→ Activity:
Below are entries. Copy exactly the lines running from the line that holds "as the source." to the line that holds "use serde::Deserialize;", with both ends included.

(Dataset entries)
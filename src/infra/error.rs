//! Types for reporting errors that happened during a catalog operation.
//!
//! Every service operation returns a [`CatalogResult`]. Callers discriminate
//! failures by variant: [`CatalogError::Validation`] and
//! [`CatalogError::NotFound`] are caused by the caller, while
//! [`CatalogError::Storage`] means the repository failed underneath us.

use crate::core::product::{
    product_entity::ProductError, product_repository::RepositoryError,
};
use validator::ValidationErrors;

/// Fields in the order their failures are reported.
/// When several rules fail at once, the first field listed here wins.
const FIELD_PRIORITY: [&str; 4] = ["name", "price", "stock", "description"];

/// An error from the catalog service.
#[derive(Debug, thiserror::Error)]
pub enum CatalogError {
    /// Input validation failed, or some illegal operation was attempted.
    #[error("{0}")]
    Validation(String),
    /// The product was not found.
    #[error("product {0} not found")]
    NotFound(i32),
    /// The repository failed.
    /// The message only names the operation, the cause is kept as the source.
    #[error("{context}")]
    Storage {
        /// What the service was doing.
        context: String,
        /// The underlying repository failure.
        #[source]
        source: RepositoryError,
    },
}

/// The result of calling catalog operations.
pub type CatalogResult<T> = Result<T, CatalogError>;

impl CatalogError {
    /// Shorthand for a validation error.
    pub fn validation(message: impl Into<String>) -> Self {
        Self::Validation(message.into())
    }

    /// Wraps a repository failure, for use with [`Result::map_err`].
    pub fn storage(context: impl Into<String>) -> impl FnOnce(RepositoryError) -> CatalogError {
        let context = context.into();
        move |source| {
            tracing::error!("{}: {}", context, source);
            CatalogError::Storage { context, source }
        }
    }
}

impl From<ProductError> for CatalogError {
    fn from(e: ProductError) -> Self {
        CatalogError::Validation(e.to_string())
    }
}

impl From<ValidationErrors> for CatalogError {
    fn from(e: ValidationErrors) -> Self {
        let fields = e.field_errors();
        let message = FIELD_PRIORITY
            .iter()
            .filter_map(|field| fields.get(*field))
            .chain(fields.values())
            .find_map(|errors| errors.first())
            .map(|error| match &error.message {
                Some(message) => message.to_string(),
                None => error.code.to_string(),
            })
            .unwrap_or_else(|| "invalid product".to_string());
        CatalogError::Validation(message)
    }
}
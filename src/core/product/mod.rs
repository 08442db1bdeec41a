//! The product catalog.

pub mod memory_repository;
pub mod product_dto;
pub mod product_entity;
pub mod product_import;
pub mod product_repository;
pub mod product_rules;
pub mod product_service;
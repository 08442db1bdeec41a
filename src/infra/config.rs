//! For reading application configuration.
//!
//! Values are layered: built-in defaults, then an optional `config.toml`,
//! then environment variables such as `APP__LOGGING__FILTER`.

use serde::Deserialize;

/// Application configuration.
#[derive(Clone, Debug, Deserialize)]
pub struct Config {
    /// Logging configuration.
    pub logging: LoggingConfig,
    /// Catalog configuration.
    pub catalog: CatalogConfig,
}

/// Logging configuration.
#[derive(Clone, Debug, Deserialize)]
pub struct LoggingConfig {
    /// Filter directives, used when `RUST_LOG` is not set.
    pub filter: String,
    /// Where to write hourly JSON log files, if anywhere.
    pub directory: Option<String>,
}

/// Catalog configuration.
#[derive(Clone, Debug, Deserialize)]
pub struct CatalogConfig {
    /// Preload the reference products.
    pub seed: bool,
    /// A JSON file of new products to import on startup.
    pub import: Option<String>,
}

/// Retrieve [`Config`] from the default configuration file.
#[tracing::instrument]
pub fn load_config() -> Result<Config, config::ConfigError> {
    config::Config::builder()
        .set_default("logging.filter", "info,product_catalog=debug")?
        .set_default("catalog.seed", true)?
        .add_source(config::File::with_name("config").required(false))
        .add_source(config::Environment::with_prefix("app").separator("__"))
        .build()?
        .try_deserialize()
}

#[cfg(test)]
mod tests {
    use super::*;

    #[test]
    fn defaults_apply_without_a_file() {
        let config: Config = config::Config::builder()
            .set_default("logging.filter", "info")
            .unwrap()
            .set_default("catalog.seed", false)
            .unwrap()
            .build()
            .unwrap()
            .try_deserialize()
            .unwrap();
        assert_eq!("info", config.logging.filter);
        assert!(config.logging.directory.is_none());
        assert!(!config.catalog.seed);
        assert!(config.catalog.import.is_none());
    }

    #[test]
    fn file_values_override_defaults() {
        let config: Config = config::Config::builder()
            .set_default("logging.filter", "info")
            .unwrap()
            .set_default("catalog.seed", true)
            .unwrap()
            .add_source(config::File::from_str(
                "[logging]\nfilter = \"debug\"\ndirectory = \"./logs\"\n\n[catalog]\nseed = false\nimport = \"products.json\"\n",
                config::FileFormat::Toml,
            ))
            .build()
            .unwrap()
            .try_deserialize()
            .unwrap();
        assert_eq!("debug", config.logging.filter);
        assert_eq!(Some("./logs".to_string()), config.logging.directory);
        assert!(!config.catalog.seed);
        assert_eq!(Some("products.json".to_string()), config.catalog.import);
    }
}
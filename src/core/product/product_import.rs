//! Bulk creation of products.

use super::{
    product_dto::NewProduct, product_entity::Product, product_repository::ProductRepository,
    product_service::CatalogService,
};
use crate::infra::error::{CatalogError, CatalogResult};
use tracing::instrument;

/// The outcome of an import.
#[derive(Debug, Default)]
pub struct ImportReport {
    /// Products that were stored.
    pub created: Vec<Product>,
    /// Names of rejected products, with the reason.
    pub rejected: Vec<(String, String)>,
}

/// Creates each product in order.
///
/// Invalid products are skipped and reported. A storage failure stops the
/// import; products created before it stay created.
#[instrument(skip_all, fields(count = products.len()))]
pub async fn import_products<R: ProductRepository>(
    service: &CatalogService<R>,
    products: Vec<NewProduct>,
) -> CatalogResult<ImportReport> {
    let mut report = ImportReport::default();
    for new_product in products {
        let name = new_product.name.clone();
        match service.create(new_product.into()).await {
            Ok(product) => report.created.push(product),
            Err(CatalogError::Validation(reason)) => {
                tracing::warn!("Skipping product {:?}: {}", name, reason);
                report.rejected.push((name, reason));
            }
            Err(e) => return Err(e),
        }
    }
    tracing::info!(
        "Imported {} products, rejected {}",
        report.created.len(),
        report.rejected.len()
    );
    Ok(report)
}
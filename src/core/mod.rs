//! Business logic.

pub mod product;
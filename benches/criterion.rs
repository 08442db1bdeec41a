use criterion::{black_box, criterion_group, criterion_main, Criterion};
use product_catalog::core::product::{product_entity::Product, product_rules::validate};
use rust_decimal::Decimal;

fn validate_benchmark(c: &mut Criterion) {
    let product = Product::new("Widget", "", Decimal::new(1000, 2), 5);
    c.bench_function("validate", |b| {
        b.iter(|| validate(black_box(Some(product.clone()))))
    });
}

criterion_group!(benches, validate_benchmark);
criterion_main!(benches);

→ Reply:
    /// The message only names the operation, the cause is kept as the source.
    #[error("{context}")]
    Storage {
        /// What the service was doing.
        context: String,
        /// The underlying repository failure.
        #[source]
        source: RepositoryError,
    },
}

/// The result of calling catalog operations.
pub type CatalogResult<T> = Result<T, CatalogError>;

impl CatalogError {
    /// Shorthand for a validation error.
    pub fn validation(message: impl Into<String>) -> Self {
        Self::Validation(message.into())
    }

    /// Wraps a repository failure, for use with [`Result::map_err`].
    pub fn storage(context: impl Into<String>) -> impl FnOnce(RepositoryError) -> CatalogError {
        let context = context.into();
        move |source| {
            tracing::error!("{}: {}", context, source);
            CatalogError::Storage { context, source }
        }
    }
}

impl From<ProductError> for CatalogError {
    fn from(e: ProductError) -> Self {
        CatalogError::Validation(e.to_string())
    }
}

impl From<ValidationErrors> for CatalogError {
    fn from(e: ValidationErrors) -> Self {
        let fields = e.field_errors();
        let message = FIELD_PRIORITY
            .iter()
            .filter_map(|field| fields.get(*field))
            .chain(fields.values())
            .find_map(|errors| errors.first())
            .map(|error| match &error.message {
                Some(message) => message.to_string(),
                None => error.code.to_string(),
            })
            .unwrap_or_else(|| "invalid product".to_string());
        CatalogError::Validation(message)
    }
}
filename src/core/product/mod.rs
repository 08442db1bdeec41a
//! The product catalog.

pub mod memory_repository;
pub mod product_dto;
pub mod product_entity;
pub mod product_import;
pub mod product_repository;
pub mod product_rules;
pub mod product_service;
repository 08442db1bdeec41a
filename src/infra/config.rs
//! For reading application configuration.
//!
//! Values are layered: built-in defaults, then an optional `config.toml`,
//! then environment variables such as `APP__LOGGING__FILTER`.

use serde::Deserialize;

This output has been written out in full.